**DATASET RECORDS**
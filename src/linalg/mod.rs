pub(crate) mod gauss_jordan;
pub(crate) mod lu;

pub use gauss_jordan::{gauss_jordan_in_place, GaussJordan};
pub use lu::{lu_in_place, lu_solve, LuSolver};

use crate::dynmatrix::{BlockView, DynMatrix, DynVector};
use crate::traits::{FloatScalar, MatrixRef, Scalar};

/// Errors from linear algebra operations.
///
/// Rank deficiency is *not* an error at the [`LinearSolver`] level: `solve`
/// reports it through the returned rank. `Singular` only surfaces from the
/// low-level [`lu_in_place`] kernel.
///
/// ```
/// use linsolve::{DynMatrix, LinearSolver, GaussJordan};
/// use linsolve::linalg::LinalgError;
///
/// let mut gj = GaussJordan::<f64>::new();
/// gj.configure(2);
/// let a = DynMatrix::zeros(3, 3, 0.0);
/// assert_eq!(
///     gj.set_system(&a, &[1.0, 2.0]).unwrap_err(),
///     LinalgError::DimensionMismatch { expected: (2, 2), got: (3, 3) },
/// );
/// ```
#[derive(Debug, Clone, Copy, PartialEq)]
pub enum LinalgError {
    /// Runtime shape does not match the configured system size.
    DimensionMismatch {
        /// Expected `(rows, cols)`.
        expected: (usize, usize),
        /// Got `(rows, cols)`.
        got: (usize, usize),
    },
    /// The solver has not been sized with `configure`.
    NotConfigured,
    /// Elimination met a degenerate pivot after `rank` successful columns.
    Singular { rank: usize },
}

impl core::fmt::Display for LinalgError {
    fn fmt(&self, f: &mut core::fmt::Formatter<'_>) -> core::fmt::Result {
        match self {
            LinalgError::DimensionMismatch { expected, got } => write!(
                f,
                "dimension mismatch: expected {}x{}, got {}x{}",
                expected.0, expected.1, got.0, got.1
            ),
            LinalgError::NotConfigured => write!(f, "solver is not configured"),
            LinalgError::Singular { rank } => {
                write!(f, "matrix is singular (rank {})", rank)
            }
        }
    }
}

#[cfg(feature = "std")]
impl std::error::Error for LinalgError {}

/// Pivot thresholds shared by the elimination kernels.
///
/// A candidate pivot `p` at a given step is accepted only if
/// `|p| >= degeneracy_ratio * max_pivot`, where `max_pivot` starts at
/// `pivot_floor` and grows to the largest accepted pivot magnitude. The floor
/// keeps a system made entirely of tiny entries from being judged
/// relative to itself.
///
/// ```
/// use linsolve::linalg::PivotSettings;
/// let s = PivotSettings::<f64>::default();
/// assert_eq!(s.pivot_floor, 1e-2);
/// assert_eq!(s.degeneracy_ratio, 1e-8);
/// ```
#[derive(Debug, Clone, Copy, PartialEq)]
pub struct PivotSettings<T> {
    /// Initial value of the running maximum pivot (default: 1e-2).
    pub pivot_floor: T,
    /// Relative magnitude below which a pivot is degenerate (default: 1e-8).
    pub degeneracy_ratio: T,
}

impl Default for PivotSettings<f64> {
    fn default() -> Self {
        Self {
            pivot_floor: 1e-2,
            degeneracy_ratio: 1e-8,
        }
    }
}

impl Default for PivotSettings<f32> {
    fn default() -> Self {
        Self {
            pivot_floor: 1e-2,
            degeneracy_ratio: 1e-8,
        }
    }
}

impl<T: FloatScalar> PivotSettings<T> {
    /// Whether `magnitude` is an acceptable pivot given the running maximum.
    ///
    /// Zero and NaN magnitudes are never acceptable, whatever the settings.
    #[inline]
    pub(crate) fn accepts(&self, magnitude: T, max_pivot: T) -> bool {
        magnitude > T::zero() && magnitude >= self.degeneracy_ratio * max_pivot
    }
}

/// Caller-populated `A` and `b`, sized by `configure`.
#[derive(Debug, Clone)]
pub(crate) struct LinearSystem<T> {
    pub(crate) a: DynMatrix<T>,
    pub(crate) b: DynVector<T>,
}

impl<T: Scalar> LinearSystem<T> {
    pub(crate) fn new() -> Self {
        Self {
            a: DynMatrix::zeros(0, 0, T::zero()),
            b: DynVector::zeros(0, T::zero()),
        }
    }

    /// Resize to `n`, zeroing `A` and `b`. Reuses existing allocations.
    pub(crate) fn configure(&mut self, n: usize) {
        assert!(n > 0, "system size must be positive");
        self.a.resize(n, n);
        self.b.resize(n);
    }

    #[inline]
    pub(crate) fn dim(&self) -> usize {
        self.b.len()
    }

    #[inline]
    #[track_caller]
    pub(crate) fn assert_configured(&self) -> usize {
        let n = self.dim();
        assert!(n > 0, "solver is not configured");
        n
    }
}

/// A direct solver for square systems `A·x = b`.
///
/// The caller sizes the solver with [`configure`](Self::configure), fills
/// `A` and `b` through the element accessors (or [`set_system`](Self::set_system)),
/// and calls [`solve`](Self::solve), which writes `x` and returns the
/// effective rank. A rank below `n` is a normal outcome signalling a
/// degenerate system, not an error.
///
/// The trait is object safe, so callers can hold `&mut dyn LinearSolver<T>`
/// and stay independent of the strategy.
///
/// ```
/// use linsolve::{DynVector, GaussJordan, LinearSolver};
///
/// let mut solver = GaussJordan::<f64>::new();
/// solver.configure(2);
/// *solver.a_mut(0, 0) = 2.0;
/// *solver.a_mut(0, 1) = 1.0;
/// *solver.a_mut(1, 0) = 1.0;
/// *solver.a_mut(1, 1) = 3.0;
/// *solver.b_mut(0) = 5.0;
/// *solver.b_mut(1) = 10.0;
///
/// let mut x = DynVector::zeros(0, 0.0);
/// let rank = solver.solve(&mut x);
/// assert_eq!(rank, 2);
/// assert!((x[0] - 1.0).abs() < 1e-12);
/// assert!((x[1] - 3.0).abs() < 1e-12);
/// ```
pub trait LinearSolver<T: FloatScalar> {
    /// Set the system size to `n`, (re)allocating internal storage and
    /// zeroing `A` and `b`. Panics if `n == 0`.
    fn configure(&mut self, n: usize);

    /// Configured system size, or 0 before the first `configure`.
    fn dim(&self) -> usize;

    /// Read-only view of the coefficient matrix `A`.
    fn a_view(&self) -> BlockView<'_, T>;

    /// Element `A[i][j]`.
    fn a(&self, i: usize, j: usize) -> T {
        self.a_view()[(i, j)]
    }

    /// Mutable element `A[i][j]`.
    fn a_mut(&mut self, i: usize, j: usize) -> &mut T;

    /// Element `b[i]`.
    fn b(&self, i: usize) -> T;

    /// Mutable element `b[i]`.
    fn b_mut(&mut self, i: usize) -> &mut T;

    /// Solve the configured system into `x`, resizing it to `n` if needed.
    ///
    /// Returns the effective rank in `[0, n]`. Panics if the solver has not
    /// been configured.
    fn solve(&mut self, x: &mut DynVector<T>) -> usize;

    /// Load `A` and `b` in bulk, checking their shapes against `dim()`.
    fn set_system(&mut self, a: &dyn MatrixRef<T>, b: &[T]) -> Result<(), LinalgError> {
        let n = self.dim();
        if n == 0 {
            return Err(LinalgError::NotConfigured);
        }
        if (a.nrows(), a.ncols()) != (n, n) {
            return Err(LinalgError::DimensionMismatch {
                expected: (n, n),
                got: (a.nrows(), a.ncols()),
            });
        }
        if b.len() != n {
            return Err(LinalgError::DimensionMismatch {
                expected: (n, 1),
                got: (b.len(), 1),
            });
        }
        for i in 0..n {
            for j in 0..n {
                *self.a_mut(i, j) = *a.get(i, j);
            }
            *self.b_mut(i) = b[i];
        }
        Ok(())
    }

    /// Solve into a freshly allocated vector, returning it with the rank.
    fn solve_new(&mut self) -> (DynVector<T>, usize) {
        let mut x = DynVector::zeros(self.dim(), T::zero());
        let rank = self.solve(&mut x);
        (x, rank)
    }
}
use alloc::vec::Vec;

use crate::dynmatrix::{BlockView, DynMatrix, DynVector};
use crate::linalg::{LinalgError, LinearSolver, LinearSystem, PivotSettings};
use crate::traits::{FloatScalar, MatrixMut, MatrixRef};

/// Perform LU decomposition with partial pivoting, in place.
///
/// On return, `a` contains both L and U packed together:
/// - Upper triangle (including diagonal): U
/// - Lower triangle (excluding diagonal): L (diagonal of L is implicitly 1)
///
/// `perm` is filled with the row permutation indices. Pivots are judged with
/// the same relative test as the Gauss-Jordan kernel.
/// Returns `true` if the number of row swaps was even, or
/// [`LinalgError::Singular`] carrying the number of columns factored before a
/// degenerate pivot was met.
pub fn lu_in_place<T: FloatScalar>(
    a: &mut impl MatrixMut<T>,
    perm: &mut [usize],
    settings: &PivotSettings<T>,
) -> Result<bool, LinalgError> {
    let n = a.nrows();
    assert_eq!(n, a.ncols(), "LU decomposition requires a square matrix");
    assert_eq!(n, perm.len(), "permutation slice length must match matrix size");

    for (i, p) in perm.iter_mut().enumerate() {
        *p = i;
    }

    let mut even = true;
    let mut max_pivot = settings.pivot_floor;

    for col in 0..n {
        let mut max_row = col;
        let mut max_val = a.get(col, col).abs();
        for row in (col + 1)..n {
            let val = a.get(row, col).abs();
            if val > max_val {
                max_val = val;
                max_row = row;
            }
        }

        if !settings.accepts(max_val, max_pivot) {
            return Err(LinalgError::Singular { rank: col });
        }
        if max_val > max_pivot {
            max_pivot = max_val;
        }

        if max_row != col {
            perm.swap(col, max_row);
            for j in 0..n {
                a.swap_elements((col, j), (max_row, j));
            }
            even = !even;
        }

        let pivot = *a.get(col, col);
        for row in (col + 1)..n {
            let factor = *a.get(row, col) / pivot;
            *a.get_mut(row, col) = factor;
            for j in (col + 1)..n {
                let v = *a.get(row, j) - factor * *a.get(col, j);
                *a.get_mut(row, j) = v;
            }
        }
    }

    Ok(even)
}

/// Solve Ax = b given the packed LU decomposition and permutation.
///
/// `lu` is the packed L/U matrix from `lu_in_place`.
/// `perm` is the row permutation from `lu_in_place`.
/// `b` (input) and `x` (output) are separate slices of length n.
pub fn lu_solve<T: FloatScalar>(lu: &impl MatrixRef<T>, perm: &[usize], b: &[T], x: &mut [T]) {
    let n = lu.nrows();
    assert_eq!(b.len(), n, "rhs length mismatch");
    assert_eq!(x.len(), n, "solution length mismatch");

    // Forward: L y = P b
    for i in 0..n {
        let s = (0..i).fold(b[perm[i]], |acc, j| acc - *lu.get(i, j) * x[j]);
        x[i] = s;
    }

    // Backward: U x = y
    for i in (0..n).rev() {
        let s = ((i + 1)..n).fold(x[i], |acc, j| acc - *lu.get(i, j) * x[j]);
        x[i] = s / *lu.get(i, i);
    }
}

/// Direct solver using LU decomposition with partial pivoting.
///
/// An alternative strategy behind [`LinearSolver`]. For a non-singular
/// system it agrees with [`GaussJordan`](crate::GaussJordan) to rounding.
/// When factorisation meets a degenerate pivot the rank is the number of
/// columns factored so far and `x` is all zeros; unlike Gauss-Jordan it
/// does not produce a partial solution.
///
/// ```
/// use linsolve::{DynMatrix, LinearSolver, LuSolver};
///
/// let mut lu = LuSolver::<f64>::with_dim(3);
/// let a = DynMatrix::from_rows(3, 3, &[2.0, 1.0, -1.0, -3.0, -1.0, 2.0, -2.0, 1.0, 2.0]);
/// lu.set_system(&a, &[8.0, -11.0, -3.0]).unwrap();
/// let (x, rank) = lu.solve_new();
/// assert_eq!(rank, 3);
/// assert!((x[0] - 2.0).abs() < 1e-12);
/// assert!((x[1] - 3.0).abs() < 1e-12);
/// assert!((x[2] + 1.0).abs() < 1e-12);
/// ```
#[derive(Debug, Clone)]
pub struct LuSolver<T> {
    system: LinearSystem<T>,
    lu: DynMatrix<T>,
    perm: Vec<usize>,
    settings: PivotSettings<T>,
}

impl<T: FloatScalar> LuSolver<T>
where
    PivotSettings<T>: Default,
{
    /// Create an unconfigured solver with default pivot settings.
    pub fn new() -> Self {
        Self::with_settings(PivotSettings::default())
    }

    /// Create a solver already configured for size `n`.
    pub fn with_dim(n: usize) -> Self {
        let mut s = Self::new();
        s.configure(n);
        s
    }
}

impl<T: FloatScalar> Default for LuSolver<T>
where
    PivotSettings<T>: Default,
{
    fn default() -> Self {
        Self::new()
    }
}

impl<T: FloatScalar> LuSolver<T> {
    /// Create an unconfigured solver with custom pivot settings.
    pub fn with_settings(settings: PivotSettings<T>) -> Self {
        Self {
            system: LinearSystem::new(),
            lu: DynMatrix::zeros(0, 0, T::zero()),
            perm: Vec::new(),
            settings,
        }
    }

    /// Determinant of the current `A`.
    ///
    /// Refactorises into the work buffer. Returns zero when a degenerate
    /// pivot is met.
    pub fn det(&mut self) -> T {
        let n = self.system.assert_configured();
        self.lu.copy_from(&self.system.a);
        match lu_in_place(&mut self.lu, &mut self.perm, &self.settings) {
            Ok(even) => {
                let d = (0..n).fold(T::one(), |acc, i| acc * self.lu[(i, i)]);
                if even {
                    d
                } else {
                    -d
                }
            }
            Err(_) => T::zero(),
        }
    }
}

impl<T: FloatScalar> LinearSolver<T> for LuSolver<T> {
    fn configure(&mut self, n: usize) {
        self.system.configure(n);
        if self.lu.nrows() != n {
            log::debug!("lu: configured for {}x{} system", n, n);
        }
        self.lu.resize(n, n);
        self.perm.clear();
        self.perm.resize(n, 0);
    }

    #[inline]
    fn dim(&self) -> usize {
        self.system.dim()
    }

    fn a_view(&self) -> BlockView<'_, T> {
        self.system.a.as_view()
    }

    #[inline]
    fn a_mut(&mut self, i: usize, j: usize) -> &mut T {
        &mut self.system.a[(i, j)]
    }

    #[inline]
    fn b(&self, i: usize) -> T {
        self.system.b[i]
    }

    #[inline]
    fn b_mut(&mut self, i: usize) -> &mut T {
        &mut self.system.b[i]
    }

    fn solve(&mut self, x: &mut DynVector<T>) -> usize {
        let n = self.system.assert_configured();
        if x.len() != n {
            x.resize(n);
        }

        self.lu.copy_from(&self.system.a);
        match lu_in_place(&mut self.lu, &mut self.perm, &self.settings) {
            Ok(_) => {
                lu_solve(&self.lu, &self.perm, self.system.b.as_slice(), x.as_mut_slice());
                n
            }
            Err(err) => {
                log::debug!("lu: {}", err);
                x.as_mut_slice().fill(T::zero());
                match err {
                    LinalgError::Singular { rank } => rank,
                    _ => 0,
                }
            }
        }
    }
}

**EXERCISE REQUIREMENTS**
Return all lines above that mention the word "into".

**ANSWER SECTION**
    /// Solve the configured system into `x`, resizing it to `n` if needed.
    /// Solve into a freshly allocated vector, returning it with the rank.
    /// Refactorises into the work buffer. Returns zero when a degenerate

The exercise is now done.